■ PROBLEM DETAILS
The response should contain only those lines of the entries below that include the string "axum".

Saved entries
---
//! Canonical task catalog and per-user-type task pools.
//!
//! Each user type (`daily`, `starter`, `quiz`) has a fixed pool of recurring
//! tasks. A stored task-configuration document is normalized against the
//! pool: missing tasks are filled in from the template as disabled, tasks
//! outside the pool are dropped, and stored overrides are preserved.

pub mod next_time;

use serde_json::{Map, Value, json};

pub const USER_TYPE_DAILY: &str = "daily";
pub const USER_TYPE_STARTER: &str = "starter";
pub const USER_TYPE_QUIZ: &str = "quiz";

/// Task pool for everyday maintenance accounts.
const DAILY_TASKS: &[&str] = &[
    "foster_care",
    "bounty_hunt",
    "assist_battles",
    "coop_raid",
    "explore_breakthrough",
    "realm_card_craft",
    "friend_requests",
    "login_gift",
    "collect_mail",
    "tower_climb",
    "demon_parade",
    "earth_spirits",
    "dojo_challenge",
    "guild_shop",
    "guild_coins",
    "daily_summon",
    "weekly_shop",
    "hidden_tales",
    "sign_in",
    "soul_runs",
    "weekly_share",
    "arena_duels",
    "quiz_guess",
];

/// Task pool for fresh account bootstrapping.
const STARTER_TASKS: &[&str] = &[
    "starter_rent_unit",
    "starter_claim_rewards",
    "starter_tutorial",
    "starter_exp_dungeon",
    "starter_unit_training",
    "explore_breakthrough",
    "tower_climb",
    "sign_in",
    "weekly_shop",
    "guild_shop",
    "guild_coins",
    "collect_mail",
    "friend_requests",
    "login_gift",
    "daily_summon",
    "arena_duels",
    "quiz_guess",
];

/// Quiz-only accounts run a single task.
const QUIZ_TASKS: &[&str] = &["quiz_guess"];

/// Default template for every known task.
fn template_for(task: &str) -> Option<Value> {
    let tpl = match task {
        "foster_care" => json!({"enabled": true, "next_time": "2020-01-01 00:00", "fail_delay": 30, "next_time_rule": "interval_6h"}),
        "bounty_hunt" => json!({"enabled": true, "next_time": "2020-01-01 00:00", "fail_delay": 30, "next_time_rule": "daily_reset"}),
        "assist_battles" => json!({"enabled": true, "next_time": "2020-01-01 00:00", "fail_delay": 30, "next_time_rule": "daily_reset"}),
        "coop_raid" => json!({"enabled": true, "next_time": "2020-01-01 00:00", "fail_delay": 30, "next_time_rule": "coop_window"}),
        "explore_breakthrough" => json!({"enabled": true, "sub_explore": true, "sub_breakthrough": true, "stamina_threshold": 1000, "difficulty": "normal", "next_time": "2020-01-01 00:00", "fail_delay": 30, "next_time_rule": "interval_8h"}),
        "realm_card_craft" => json!({"enabled": true, "explore_count": 0, "next_time_rule": "daily_reset"}),
        "friend_requests" => json!({"enabled": true, "next_time": "2020-01-01 00:00", "fail_delay": 30, "next_time_rule": "daily_reset"}),
        "login_gift" => json!({"enabled": true, "next_time": "2020-01-01 00:00", "fail_delay": 30, "next_time_rule": "daily_reset"}),
        "collect_mail" => json!({"enabled": true, "next_time": "2020-01-01 00:00", "fail_delay": 30, "next_time_rule": "daily_reset"}),
        "tower_climb" => json!({"enabled": true, "next_time": "2020-01-01 00:00", "fail_delay": 30, "next_time_rule": "daily_reset"}),
        "demon_parade" => json!({"enabled": true, "next_time": "2020-01-01 00:00", "fail_delay": 30, "next_time_rule": "interval_6h"}),
        "earth_spirits" => json!({"enabled": true, "next_time": "2020-01-01 00:00", "fail_delay": 30, "next_time_rule": "daily_reset"}),
        "dojo_challenge" => json!({"enabled": false, "next_time": "2020-01-01 00:00", "fail_delay": 30, "next_time_rule": "daily_reset"}),
        "guild_shop" => json!({"enabled": true, "next_time": "2020-01-01 00:00", "fail_delay": 30, "next_time_rule": "weekly_monday"}),
        "guild_coins" => json!({"enabled": true, "next_time": "2020-01-01 00:00", "fail_delay": 30, "next_time_rule": "daily_reset"}),
        "daily_summon" => json!({"enabled": true, "next_time": "2020-01-01 00:00", "fail_delay": 30, "next_time_rule": "daily_reset"}),
        "weekly_shop" => json!({"enabled": true, "next_time": "2020-01-01 00:00", "fail_delay": 30, "next_time_rule": "weekly_monday"}),
        "hidden_tales" => json!({"enabled": false, "next_time": "2020-01-01 00:00", "fail_delay": 30, "next_time_rule": "daily_reset"}),
        "sign_in" => json!({"enabled": true, "next_time": "2020-01-01 00:00", "fail_delay": 30, "next_time_rule": "daily_reset"}),
        "soul_runs" => json!({"enabled": false, "count": 0, "difficulty": 10, "next_time": "2020-01-01 00:00", "fail_delay": 30, "next_time_rule": "interval_8h"}),
        "weekly_share" => json!({"enabled": true, "next_time": "2020-01-01 00:00", "fail_delay": 30, "next_time_rule": "weekly_7d"}),
        "arena_duels" => json!({"enabled": false, "target_score": 0, "next_time": "2020-01-01 00:00", "fail_delay": 30, "next_time_rule": "daily_reset"}),
        "quiz_guess" => json!({"enabled": true, "next_time": "2020-01-01 00:00", "fail_delay": 30, "next_time_rule": "interval_2h_window"}),
        "starter_rent_unit" => json!({"enabled": true, "next_time_rule": "on_demand"}),
        "starter_claim_rewards" => json!({"enabled": true, "fail_delay": 30, "next_time_rule": "interval_6h"}),
        "starter_tutorial" => json!({"enabled": true, "next_time_rule": "on_demand"}),
        "starter_exp_dungeon" => json!({"enabled": true, "fail_delay": 30, "next_time_rule": "interval_8h"}),
        "starter_unit_training" => json!({"enabled": true, "fail_delay": 30, "next_time_rule": "interval_8h"}),
        _ => return None,
    };
    Some(tpl)
}

/// Task pool allowed for a user type; unknown types fall back to `daily`.
pub fn tasks_for_user_type(user_type: &str) -> &'static [&'static str] {
    match user_type {
        USER_TYPE_STARTER => STARTER_TASKS,
        USER_TYPE_QUIZ => QUIZ_TASKS,
        _ => DAILY_TASKS,
    }
}

/// The schedule rule name for a task, empty when the task is unknown.
pub fn next_time_rule(task: &str) -> &'static str {
    match task {
        "foster_care" | "demon_parade" | "starter_claim_rewards" => "interval_6h",
        "explore_breakthrough" | "soul_runs" | "starter_exp_dungeon" | "starter_unit_training" => {
            "interval_8h"
        }
        "coop_raid" => "coop_window",
        "guild_shop" | "weekly_shop" => "weekly_monday",
        "weekly_share" => "weekly_7d",
        "quiz_guess" => "interval_2h_window",
        "starter_rent_unit" | "starter_tutorial" => "on_demand",
        "bounty_hunt" | "assist_battles" | "realm_card_craft" | "friend_requests"
        | "login_gift" | "collect_mail" | "tower_climb" | "earth_spirits" | "dojo_challenge"
        | "guild_coins" | "daily_summon" | "hidden_tales" | "sign_in" | "arena_duels" => {
            "daily_reset"
        }
        _ => "",
    }
}

/// Normalize a stored document against the user type's pool.
///
/// Tasks missing from the document are added from the template with
/// `enabled: false` (a new task never silently starts running); tasks not in
/// the pool are dropped; stored values win over template defaults.
pub fn normalize_task_config(stored: &Map<String, Value>, user_type: &str) -> Map<String, Value> {
    let mut normalized = Map::new();
    for task in tasks_for_user_type(user_type) {
        match stored.get(*task) {
            Some(Value::Object(existing)) => {
                let mut merged = match template_for(task) {
                    Some(Value::Object(tpl)) => tpl,
                    _ => Map::new(),
                };
                for (key, value) in existing {
                    merged.insert(key.clone(), value.clone());
                }
                normalized.insert((*task).to_string(), Value::Object(merged));
            }
            _ => {
                if let Some(Value::Object(mut tpl)) = template_for(task) {
                    tpl.insert("enabled".to_string(), Value::Bool(false));
                    normalized.insert((*task).to_string(), Value::Object(tpl));
                }
            }
        }
    }
    normalized
}

#[cfg(test)]
mod tests {
    use super::*;
    use pretty_assertions::assert_eq;

    #[test]
    fn pools_only_contain_known_tasks() {
        for pool in [DAILY_TASKS, STARTER_TASKS, QUIZ_TASKS] {
            for task in pool {
                assert!(template_for(task).is_some(), "missing template for {task}");
                assert!(!next_time_rule(task).is_empty(), "missing rule for {task}");
            }
        }
    }

    #[test]
    fn unknown_user_type_falls_back_to_daily() {
        assert_eq!(tasks_for_user_type("bogus"), DAILY_TASKS);
        assert_eq!(tasks_for_user_type(USER_TYPE_QUIZ), QUIZ_TASKS);
    }

    #[test]
    fn normalize_fills_missing_tasks_disabled() {
        let stored = Map::new();
        let normalized = normalize_task_config(&stored, USER_TYPE_QUIZ);
        assert_eq!(normalized.len(), 1);
        let quiz = normalized.get("quiz_guess").unwrap();
        assert_eq!(quiz.get("enabled"), Some(&Value::Bool(false)));
        assert_eq!(
            quiz.get("next_time_rule").and_then(Value::as_str),
            Some("interval_2h_window")
        );
    }

    #[test]
    fn normalize_preserves_stored_overrides() {
        let mut stored = Map::new();
        stored.insert(
            "quiz_guess".to_string(),
            json!({"enabled": true, "next_time": "09:30"}),
        );
        let normalized = normalize_task_config(&stored, USER_TYPE_QUIZ);
        let quiz = normalized.get("quiz_guess").unwrap();
        assert_eq!(quiz.get("enabled"), Some(&Value::Bool(true)));
        assert_eq!(quiz.get("next_time").and_then(Value::as_str), Some("09:30"));
        // Template fields the user never set are still present.
        assert_eq!(quiz.get("fail_delay").and_then(Value::as_i64), Some(30));
    }

    #[test]
    fn normalize_drops_tasks_outside_pool() {
        let mut stored = Map::new();
        stored.insert("quiz_guess".to_string(), json!({"enabled": true}));
        stored.insert("soul_runs".to_string(), json!({"enabled": true}));
        let normalized = normalize_task_config(&stored, USER_TYPE_QUIZ);
        assert!(normalized.contains_key("quiz_guess"));
        assert!(!normalized.contains_key("soul_runs"));
    }
}
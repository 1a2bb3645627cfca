//! Request authentication middleware.
//!
//! User and agent tokens are opaque; validation resolves their SHA-256 hash
//! against the durable store with a short-lived cache in front, then attaches
//! the resulting identity to the request extensions.

use std::time::Duration;

use axum::extract::{Request, State};
use axum::http::header::AUTHORIZATION;
use axum::middleware::Next;
use axum::response::Response;
use chrono::Utc;

use crate::auth::{AgentIdentity, UserIdentity, bearer_token, hash_token};
use crate::cache::CachedUserToken;
use crate::error::ApiError;
use crate::models::USER_STATUS_ACTIVE;
use crate::server::AppState;

const USER_TOKEN_CACHE_TTL: Duration = Duration::from_secs(120);
const AGENT_SESSION_TTL: Duration = Duration::from_secs(3600);

/// Only bump `last_used_at` when the previous bump is older than this.
const LAST_USED_THROTTLE: chrono::Duration = chrono::Duration::minutes(5);

fn extract_bearer(request: &Request) -> Result<String, ApiError> {
    request
        .headers()
        .get(AUTHORIZATION)
        .and_then(|value| value.to_str().ok())
        .and_then(bearer_token)
        .map(str::to_string)
        .ok_or_else(|| ApiError::Unauthorized("missing bearer token".to_string()))
}

/// Validate a raw user token and resolve its identity. Shared between the
/// middleware and the websocket upgrade (which carries the token in a query
/// parameter).
pub async fn resolve_user_token(state: &AppState, raw: &str) -> Result<UserIdentity, ApiError> {
    let hash = hash_token(raw);
    let now = Utc::now();

    // Hot path: the cache spares two queries on every request.
    match state.cache.cached_user_token(&hash).await {
        Ok(Some(entry)) => {
            if entry.token_expires_at <= now {
                return Err(ApiError::Unauthorized("invalid user token".to_string()));
            }
            if entry.status != USER_STATUS_ACTIVE {
                return Err(ApiError::Forbidden("user account is not active".to_string()));
            }
            if entry.user_expires_at <= now {
                return Err(ApiError::Forbidden("user account has expired".to_string()));
            }
            return Ok(UserIdentity {
                user_id: entry.user_id,
                tenant_id: entry.tenant_id,
            });
        }
        Ok(None) => {}
        Err(err) => tracing::warn!("user token cache read failed: {err}"),
    }

    let Some(lookup) = state.store.lookup_user_token(&hash, now).await? else {
        return Err(ApiError::Unauthorized("invalid user token".to_string()));
    };
    let user = &lookup.user;
    if user.status != USER_STATUS_ACTIVE {
        return Err(ApiError::Forbidden("user account is not active".to_string()));
    }
    let Some(user_expires_at) = user.expires_at.filter(|t| *t > now) else {
        return Err(ApiError::Forbidden("user account has expired".to_string()));
    };

    let entry = CachedUserToken {
        user_id: user.id,
        tenant_id: user.tenant_id,
        status: user.status.clone(),
        user_expires_at,
        token_expires_at: lookup.token_expires_at,
    };
    if let Err(err) = state
        .cache
        .cache_user_token(&hash, &entry, USER_TOKEN_CACHE_TTL)
        .await
    {
        tracing::warn!("user token cache write failed: {err}");
    }

    if lookup
        .last_used_at
        .is_none_or(|t| now - t > LAST_USED_THROTTLE)
    {
        if let Err(err) = state.store.touch_user_token(lookup.token_id, now).await {
            tracing::debug!("last_used_at bump failed: {err}");
        }
    }

    Ok(UserIdentity {
        user_id: user.id,
        tenant_id: user.tenant_id,
    })
}

/// Middleware for user-facing scan endpoints.
pub async fn require_user(
    State(state): State<AppState>,
    mut request: Request,
    next: Next,
) -> Result<Response, ApiError> {
    let raw = extract_bearer(&request)?;
    let identity = resolve_user_token(&state, &raw).await?;
    request.extensions_mut().insert(identity);
    Ok(next.run(request).await)
}

/// Middleware for agent-facing endpoints; resolves the token to its tenant.
pub async fn require_agent(
    State(state): State<AppState>,
    mut request: Request,
    next: Next,
) -> Result<Response, ApiError> {
    let raw = extract_bearer(&request)?;
    let hash = hash_token(&raw);
    let now = Utc::now();

    let tenant_id = match state.cache.cached_agent_tenant(&hash).await {
        Ok(Some(tenant_id)) => tenant_id,
        cache_result => {
            if let Err(err) = cache_result {
                tracing::warn!("agent session cache read failed: {err}");
            }
            let Some(tenant_id) = state.store.lookup_agent_token(&hash, now).await? else {
                return Err(ApiError::Unauthorized("invalid agent token".to_string()));
            };
            if let Err(err) = state
                .cache
                .cache_agent_tenant(&hash, tenant_id, AGENT_SESSION_TTL)
                .await
            {
                tracing::warn!("agent session cache write failed: {err}");
            }
            tenant_id
        }
    };

    request.extensions_mut().insert(AgentIdentity { tenant_id });
    Ok(next.run(request).await)
}
//! Interactive scan-session queries: creation, lease reconciliation with the
//! attempts cap, phase/choice updates, and the sweeper's timeout scans.

use chrono::{DateTime, Utc};
use tokio_postgres::Row;

use crate::error::DatabaseError;
use crate::models::{ScanSession, ScanStatus, scan_phase};
use crate::store::Store;

const SCAN_COLUMNS: &str = "id, tenant_id, user_id, login_id, status, phase, leased_by_node, \
     lease_until, screenshots, user_choice, error_message, attempts, max_attempts, \
     user_heartbeat, created_at, updated_at";

fn scan_from_row(row: &Row) -> ScanSession {
    let status: String = row.get("status");
    ScanSession {
        id: row.get("id"),
        tenant_id: row.get("tenant_id"),
        user_id: row.get("user_id"),
        login_id: row.get("login_id"),
        status: ScanStatus::parse(&status).unwrap_or(ScanStatus::Pending),
        phase: row.get("phase"),
        leased_by_node: row.get("leased_by_node"),
        lease_until: row.get("lease_until"),
        screenshots: row.get("screenshots"),
        user_choice: row.get("user_choice"),
        error_message: row.get("error_message"),
        attempts: row.get("attempts"),
        max_attempts: row.get("max_attempts"),
        user_heartbeat: row.get("user_heartbeat"),
        created_at: row.get("created_at"),
        updated_at: row.get("updated_at"),
    }
}

/// One session repaired by lease-expiry reconciliation.
#[derive(Debug, Clone)]
pub struct ExpiredScanLease {
    pub id: i64,
    pub user_id: i64,
    /// True when the session hit its attempts bound and was expired instead
    /// of requeued.
    pub expired: bool,
}

/// Result of an agent `fail` report.
#[derive(Debug, Clone, Copy, PartialEq, Eq)]
pub enum ScanFailOutcome {
    /// Returned to the queue for another attempt.
    Requeued,
    /// Attempts exhausted; terminally failed.
    Failed,
}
---
■ EXERCISE ANSWER
use axum::extract::{Request, State};
use axum::http::header::AUTHORIZATION;
use axum::middleware::Next;
use axum::response::Response;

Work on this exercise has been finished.